:: What to work on ::
The answer should be an exact copy of the lines from the line with "#[cfg(test)]" through the last line of the entries, and no other lines.

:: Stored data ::

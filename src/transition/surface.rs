//! Renderable surface abstraction.
//!
//! The engine never touches a real rendering tree. The host environment
//! maps component keys to renderable handles through a
//! [`SurfaceResolver`]; a key with no surface is tolerated and silently
//! skipped for that phase. [`MemorySurfaces`] is a complete in-memory
//! implementation for headless embedding and tests.

use std::collections::BTreeMap;

use crate::model::{ComponentKey, Rect};

/// One renderable handle the animator can drive.
pub trait Surface {
    /// Apply a rectangle in percent-of-viewport units.
    fn set_rect(&mut self, rect: Rect);
    /// Apply an opacity in `[0, 1]`.
    fn set_opacity(&mut self, opacity: f64);
}

/// Maps component keys to renderable surfaces.
///
/// Ownership of the mapping lies with the host; returning `None` for a
/// key is not an error.
pub trait SurfaceResolver {
    /// The surface for `key`, if one currently exists.
    fn surface(&mut self, key: &ComponentKey) -> Option<&mut dyn Surface>;
}

/// Recorded state of one in-memory surface.
#[derive(Debug, Clone, PartialEq)]
pub struct SurfaceState {
    /// Last applied rectangle.
    pub rect: Rect,
    /// Last applied opacity.
    pub opacity: f64,
}

impl Default for SurfaceState {
    fn default() -> Self {
        Self {
            rect: Rect::new(0.0, 0.0, 0.0, 0.0),
            opacity: 1.0,
        }
    }
}

impl Surface for SurfaceState {
    fn set_rect(&mut self, rect: Rect) {
        self.rect = rect;
    }

    fn set_opacity(&mut self, opacity: f64) {
        self.opacity = opacity;
    }
}

/// In-memory surface set keyed by component key.
///
/// Surfaces must be registered explicitly; unregistered keys resolve to
/// `None` exactly like a pane with no DOM node behind it.
#[derive(Debug, Default)]
pub struct MemorySurfaces {
    surfaces: BTreeMap<ComponentKey, SurfaceState>,
}

impl MemorySurfaces {
    /// An empty surface set.
    pub fn new() -> Self {
        Self::default()
    }

    /// Register a surface for `key` with default state.
    pub fn register(&mut self, key: ComponentKey) {
        self.surfaces.entry(key).or_default();
    }

    /// Read back the recorded state for `key`.
    pub fn state(&self, key: &ComponentKey) -> Option<&SurfaceState> {
        self.surfaces.get(key)
    }

    /// Number of registered surfaces.
    pub fn len(&self) -> usize {
        self.surfaces.len()
    }

    /// Whether no surfaces are registered.
    pub fn is_empty(&self) -> bool {
        self.surfaces.is_empty()
    }
}

impl SurfaceResolver for MemorySurfaces {
    fn surface(&mut self, key: &ComponentKey) -> Option<&mut dyn Surface> {
        self.surfaces
            .get_mut(key)
            .map(|s| s as &mut dyn Surface)
    }
}

#[cfg(test)]
mod tests {
    use super::*;

    #[test]
    fn unregistered_key_resolves_to_none() {
        let mut surfaces = MemorySurfaces::new();
        assert!(surfaces
            .surface(&ComponentKey::new("chat").unwrap())
            .is_none());
    }

    #[test]
    fn registered_surface_records_applied_state() {
        let mut surfaces = MemorySurfaces::new();
        let key = ComponentKey::new("stream").unwrap();
        surfaces.register(key.clone());
        let s = surfaces.surface(&key).unwrap();
        s.set_rect(Rect::new(0.0, 0.0, 75.0, 100.0));
        s.set_opacity(0.5);
        let state = surfaces.state(&key).unwrap();
        assert!(state.rect.approx_eq(&Rect::new(0.0, 0.0, 75.0, 100.0)));
        assert_eq!(state.opacity, 0.5);
    }

    #[test]
    fn register_is_idempotent() {
        let mut surfaces = MemorySurfaces::new();
        let key = ComponentKey::new("chat").unwrap();
        surfaces.register(key.clone());
        surfaces
            .surface(&key)
            .unwrap()
            .set_opacity(0.25);
        surfaces.register(key.clone());
        assert_eq!(surfaces.state(&key).unwrap().opacity, 0.25);
        assert_eq!(surfaces.len(), 1);
    }
}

:: Written response ::
#[cfg(test)]
mod tests {
    use super::*;

    #[test]
    fn unregistered_key_resolves_to_none() {
        let mut surfaces = MemorySurfaces::new();
        assert!(surfaces
            .surface(&ComponentKey::new("chat").unwrap())
            .is_none());
    }

    #[test]
    fn registered_surface_records_applied_state() {
        let mut surfaces = MemorySurfaces::new();
        let key = ComponentKey::new("stream").unwrap();
        surfaces.register(key.clone());
        let s = surfaces.surface(&key).unwrap();
        s.set_rect(Rect::new(0.0, 0.0, 75.0, 100.0));
        s.set_opacity(0.5);
        let state = surfaces.state(&key).unwrap();
        assert!(state.rect.approx_eq(&Rect::new(0.0, 0.0, 75.0, 100.0)));
        assert_eq!(state.opacity, 0.5);
    }

    #[test]
    fn register_is_idempotent() {
        let mut surfaces = MemorySurfaces::new();
        let key = ComponentKey::new("chat").unwrap();
        surfaces.register(key.clone());
        surfaces
            .surface(&key)
            .unwrap()
            .set_opacity(0.25);
        surfaces.register(key.clone());
        assert_eq!(surfaces.state(&key).unwrap().opacity, 0.25);
        assert_eq!(surfaces.len(), 1);
    }
}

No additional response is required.